Colorectal cancer (CRC) metastasis is a complicated process that not only involves tumor cells but also the effects of M2 type tumor-associated macrophages, a key component of the tumor microenvironment (TME), act a crucial role in cancer metastasis. Macelignan, an orally active lignan isolated from Myristica fragrans, possesses various beneficial biological activities, including anti-cancer effects, but its effect on macrophage polarization in the TME remains unknown.

To evaluate the inhibitory potency and prospective mechanism of macelignan on M2 polarization of macrophages and CRC metastasis.

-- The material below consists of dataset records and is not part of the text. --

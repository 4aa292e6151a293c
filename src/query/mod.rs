//! Faceted model browsing.
//!
//! Everything here is a pure function of a catalog snapshot and a query
//! string: filtering, facet counting, toggle-link generation, and the
//! grouped response shape. The HTTP layer is a thin wrapper over
//! [`browse`] and [`resolve_single`].

mod engine;
mod links;
mod querystring;

pub use engine::{
    browse, facet, filter_models, resolve_single, BrowseLinks, BrowseResponse, EngineOptions,
    FacetField, FilterState, GroupKey, ResolvedResponse, ALLOWED_SORT_KEYS,
};
pub use links::{Link, LinkMap};
pub use querystring::{ParamKind, QueryString};
//! HATEOAS link values.
//!
//! A link slot is either a plain URL or a nested, insertion-ordered map of
//! labels to further links. Serialization is untagged, so a response reads
//! as plain JSON objects and strings.

use indexmap::IndexMap;
use serde::Serialize;

/// A single link slot: a URL, or a labeled map of more links.
#[derive(Debug, Clone, Serialize, PartialEq)]
#[serde(untagged)]
pub enum Link {
    Url(String),
    Map(LinkMap),
}

/// Ordered label-to-link map. Insertion order is presentation order.
pub type LinkMap = IndexMap<String, Link>;

impl Link {
    /// Build a map link from `(label, url)` pairs.
    pub fn map_of<I, K, V>(entries: I) -> Link
    where
        I: IntoIterator<Item = (K, V)>,
        K: Into<String>,
        V: Into<String>,
    {
        Link::Map(
            entries
                .into_iter()
                .map(|(k, v)| (k.into(), Link::Url(v.into())))
                .collect(),
        )
    }
}

impl From<String> for Link {
    fn from(url: String) -> Self {
        Link::Url(url)
    }
}

impl From<&str> for Link {
    fn from(url: &str) -> Self {
        Link::Url(url.to_string())
    }
}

The polarization and specific mechanism of M1 and M2 macrophage regulated by macelignan were determined by western blot, flow cytometry, immunofluorescence and network pharmacology. In vitro and in vivo function assays were performed to investigate the roles of macelignan in CRC metastasis.

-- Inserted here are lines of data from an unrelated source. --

//! Integration tests for the faceted browse engine — filtering, facets,
//! link generation, grouping, and the single-model shortcut.

use munin::catalog::ModelCatalog;
use munin::query::{
    browse, facet, filter_models, resolve_single, EngineOptions, FacetField, FilterState, Link,
    QueryString,
};
use munin::{Capability, ModelDescriptor};

fn opts() -> EngineOptions {
    EngineOptions {
        base_url: "https://models.example.com/api".to_string(),
        chat_url: "https://chat.example.com".to_string(),
    }
}

fn fixture() -> ModelCatalog {
    ModelCatalog::from_entries([
        ModelDescriptor::new("gpt-4o-2024-08-06", "openai", "openai")
            .with_alias("gpt-4o")
            .with_capability(Capability::Tools)
            .with_capability(Capability::StructuredOutputs),
        ModelDescriptor::new("gpt-4o-mini-2024-07-18", "openai", "openai")
            .with_alias("gpt-4o-mini")
            .with_capability(Capability::Tools),
        ModelDescriptor::new("gemini-1.5-pro", "google", "google")
            .with_capability(Capability::Tools),
        ModelDescriptor::new("claude-3-7-sonnet-20250219", "anthropic", "anthropic")
            .with_alias("claude-3-7-sonnet")
            .with_capability(Capability::Tools)
            .with_capability(Capability::Reasoning),
        ModelDescriptor::new("qwq-32b", "openrouter", "qwen")
            .with_capability(Capability::Reasoning),
    ])
}

fn as_map(link: Link) -> munin::query::LinkMap {
    match link {
        Link::Map(map) => map,
        Link::Url(url) => panic!("expected a map, got url {url}"),
    }
}

fn url_of(link: &Link) -> &str {
    match link {
        Link::Url(url) => url,
        Link::Map(_) => panic!("expected a url, got a map"),
    }
}

// =============================================================================
// Filtering
// =============================================================================

#[test]
fn output_type_object_requires_structured_outputs() {
    let catalog = fixture();
    let state = FilterState::from_query(&QueryString::parse("outputType=Object"));
    let matched = filter_models(catalog.list(), &state);
    let ids: Vec<&str> = matched.iter().map(|m| m.id.as_str()).collect();
    assert_eq!(ids, ["gpt-4o-2024-08-06"]);
}

#[test]
fn text_shaped_output_types_do_not_filter() {
    let catalog = fixture();
    for preset in ["Text", "TextArray", "Markdown", "Code"] {
        let state = FilterState::from_query(&QueryString::parse(&format!("outputType={preset}")));
        assert_eq!(
            filter_models(catalog.list(), &state).len(),
            catalog.len(),
            "preset {preset}"
        );
    }
}

#[test]
fn narrowing_the_capability_filter_never_grows_the_set() {
    let catalog = fixture();
    let wide = FilterState::from_query(&QueryString::parse("capabilities=tools,reasoning"));
    let narrow = FilterState::from_query(&QueryString::parse("capabilities=reasoning"));

    let wide_ids: Vec<&str> = filter_models(catalog.list(), &wide)
        .iter()
        .map(|m| m.id.as_str())
        .collect();
    let narrow_ids: Vec<&str> = filter_models(catalog.list(), &narrow)
        .iter()
        .map(|m| m.id.as_str())
        .collect();

    // OR within the field: wide matches everything with either tag.
    assert_eq!(wide_ids.len(), 5);
    assert_eq!(narrow_ids, ["claude-3-7-sonnet-20250219", "qwq-32b"]);
    assert!(narrow_ids.iter().all(|id| wide_ids.contains(id)));
}

#[test]
fn unknown_values_yield_empty_results_not_errors() {
    let catalog = fixture();
    let response = browse(&catalog, "author=nonexistent&capabilities=madeUp", &opts());
    assert!(as_map(response.models).is_empty());
    assert!(response.links.authors.is_empty());
}

// =============================================================================
// Facets
// =============================================================================

#[test]
fn facets_count_descending_with_first_seen_tie_break() {
    let catalog = fixture();
    let state = FilterState::from_query(&QueryString::parse(""));
    let valid = filter_models(catalog.list(), &state);

    let providers = facet(
        &valid,
        FacetField::Provider,
        None,
        &QueryString::parse(""),
        &opts(),
    );
    let labels: Vec<&str> = providers.keys().map(String::as_str).collect();
    assert_eq!(
        labels,
        ["openai (2)", "google (1)", "anthropic (1)", "openrouter (1)"]
    );
}

#[test]
fn facets_are_computed_over_the_filtered_set() {
    let catalog = fixture();
    let response = browse(&catalog, "capabilities=reasoning", &opts());
    let labels: Vec<&str> = response.links.authors.keys().map(String::as_str).collect();
    assert_eq!(labels, ["anthropic (1)", "qwen (1)"]);
}

#[test]
fn facet_entries_carry_single_value_toggle_urls() {
    let catalog = fixture();
    let response = browse(&catalog, "groupBy=provider", &opts());
    let url = url_of(&response.links.providers["openai (2)"]);
    assert_eq!(
        url,
        "https://models.example.com/api?groupBy=provider&provider=openai"
    );
}

// =============================================================================
// Link blocks
// =============================================================================

#[test]
fn capability_links_are_array_toggles() {
    let catalog = fixture();
    let response = browse(&catalog, "capabilities=tools", &opts());

    // tools is active: its link removes it.
    let tools = url_of(&response.links.capabilities["tools"]);
    assert_eq!(tools, "https://models.example.com/api?");

    // reasoning is not: its link appends it.
    let reasoning = url_of(&response.links.capabilities["reasoning"]);
    assert_eq!(
        reasoning,
        "https://models.example.com/api?capabilities=tools,reasoning"
    );
}

#[test]
fn sort_links_cover_the_allow_list() {
    let catalog = fixture();
    let response = browse(&catalog, "", &opts());
    let keys: Vec<&str> = response.links.sort_by.keys().map(String::as_str).collect();
    assert_eq!(
        keys,
        [
            "topWeekly",
            "newest",
            "throughputHighToLow",
            "latencyLowToHigh",
            "pricingLowToHigh",
            "pricingHighToLow"
        ]
    );
}

#[test]
fn create_group_link_starts_an_empty_group() {
    let catalog = fixture();
    let response = browse(&catalog, "", &opts());
    assert_eq!(
        response.links.create_group,
        "https://models.example.com/api?models="
    );
}

#[test]
fn group_presets_are_models_links() {
    let catalog = fixture();
    let response = browse(&catalog, "", &opts());
    let coding = url_of(&response.links.group_presets["coding"]);
    assert_eq!(
        coding,
        "https://models.example.com/api?models=claude-3-7-sonnet,o3-mini,deepseek-v3"
    );
}

// =============================================================================
// Grouping and group creation
// =============================================================================

#[test]
fn models_group_by_author_by_default() {
    let catalog = fixture();
    let groups = as_map(browse(&catalog, "", &opts()).models);
    let keys: Vec<&str> = groups.keys().map(String::as_str).collect();
    assert_eq!(keys, ["openai", "google", "anthropic", "qwen"]);
}

#[test]
fn group_by_provider_regroups_the_map() {
    let catalog = fixture();
    let groups = as_map(browse(&catalog, "groupBy=provider", &opts()).models);
    let keys: Vec<&str> = groups.keys().map(String::as_str).collect();
    assert_eq!(keys, ["openai", "google", "anthropic", "openrouter"]);
}

#[test]
fn grouped_records_collapse_to_bare_urls() {
    let catalog = fixture();
    let groups = as_map(browse(&catalog, "", &opts()).models);
    let openai = match &groups["openai"] {
        Link::Map(inner) => inner,
        other => panic!("unexpected group: {other:?}"),
    };
    let url = url_of(&openai["gpt-4o"]);
    assert_eq!(url, "https://models.example.com/api/gpt-4o-2024-08-06?");
}

#[test]
fn active_sort_yields_a_flat_map() {
    let catalog = fixture();
    let map = as_map(browse(&catalog, "sort=newest", &opts()).models);
    assert!(map.values().all(|v| matches!(v, Link::Url(_))));
    assert_eq!(map.len(), 5);
}

#[test]
fn group_creation_links_accumulate_members() {
    let catalog = fixture();
    let groups = as_map(browse(&catalog, "models=gpt-4o", &opts()).models);
    let google = match &groups["google"] {
        Link::Map(inner) => inner,
        other => panic!("unexpected group: {other:?}"),
    };
    assert_eq!(
        url_of(&google["gemini-1.5-pro"]),
        "https://models.example.com/api?models=gpt-4o,gemini-1.5-pro"
    );
}

#[test]
fn detail_links_carry_active_features_and_drop_consumed_params() {
    let catalog = fixture();
    let groups = as_map(browse(&catalog, "capabilities=reasoning&groupBy=provider", &opts()).models);
    let anthropic = match &groups["anthropic"] {
        Link::Map(inner) => inner,
        other => panic!("unexpected group: {other:?}"),
    };
    assert_eq!(
        url_of(&anthropic["claude-3-7-sonnet"]),
        "https://models.example.com/api/claude-3-7-sonnet-20250219(reasoning)?"
    );
}

#[test]
fn to_llm_link_carries_the_group() {
    let catalog = fixture();
    let response = browse(&catalog, "models=gpt-4o,qwq-32b", &opts());
    assert_eq!(
        response.links.to_llm,
        "https://chat.example.com/chat/arena?model=gpt-4o,qwq-32b"
    );
}

#[test]
fn edit_models_links_point_at_member_detail_views() {
    let catalog = fixture();
    let response = browse(&catalog, "models=gpt-4o", &opts());
    assert_eq!(
        url_of(&response.links.edit_models["gpt-4o"]),
        "https://models.example.com/api/gpt-4o?models=gpt-4o"
    );
}

// =============================================================================
// Single-model shortcut
// =============================================================================

#[test]
fn resolve_single_bypasses_filtering() {
    let catalog = fixture();
    let resolved = resolve_single(&catalog, "claude-3-7-sonnet(reasoning)").unwrap();
    assert_eq!(resolved.resolved_model.id, "claude-3-7-sonnet-20250219");
    assert_eq!(resolved.parsed.capabilities, vec![Capability::Reasoning]);
}

#[test]
fn resolve_single_unknown_model_errors() {
    let catalog = fixture();
    assert!(resolve_single(&catalog, "no-such-model").is_err());
}

// =============================================================================
// Embedded seed smoke test
// =============================================================================

#[test]
fn browse_works_over_the_embedded_seed() {
    let catalog = ModelCatalog::with_embedded_seed();
    let response = browse(&catalog, "outputType=Object", &opts());
    let groups = as_map(response.models);

    // Object output requires structuredOutputs, which gpt-4o has and
    // gemini-1.5-pro does not.
    let openai = match &groups["openai"] {
        Link::Map(inner) => inner,
        other => panic!("unexpected group: {other:?}"),
    };
    assert!(openai.contains_key("gpt-4o"));
    assert!(!groups.contains_key("google") || {
        match &groups["google"] {
            Link::Map(inner) => !inner.contains_key("gemini-1.5-pro"),
            _ => true,
        }
    });
}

Macelignan efficiently inhibited IL-4/13-induced polarization of M2 macrophages by suppressing the PI3K/AKT pathway in a reactive oxygen species (ROS)-dependent manner. The proportion of CD206+ M2 macrophages was elevated in patients with CRC liver metastasis. Furthermore, macelignan inhibited M2 macrophage-mediated metastasis of CRC cells in vitro and in vivo. Mechanistically, macelignan reduced secretion of IL-1β from M2 macrophages, which in turn blocked NF-κB p65 nuclear translocation and inhibited metastasis.

Macelignan suppressed macrophage M2 polarization via ROS-mediated PI3K/AKT signaling pathway, thus preventing IL-1β/NF-κB-dependent CRC metastasis. In the present study, we reveal a previously unrecognized mechanism of macelignan in the prevention of CRC metastasis and demonstrate its effectively and safely therapeutic potential in CRC treatment.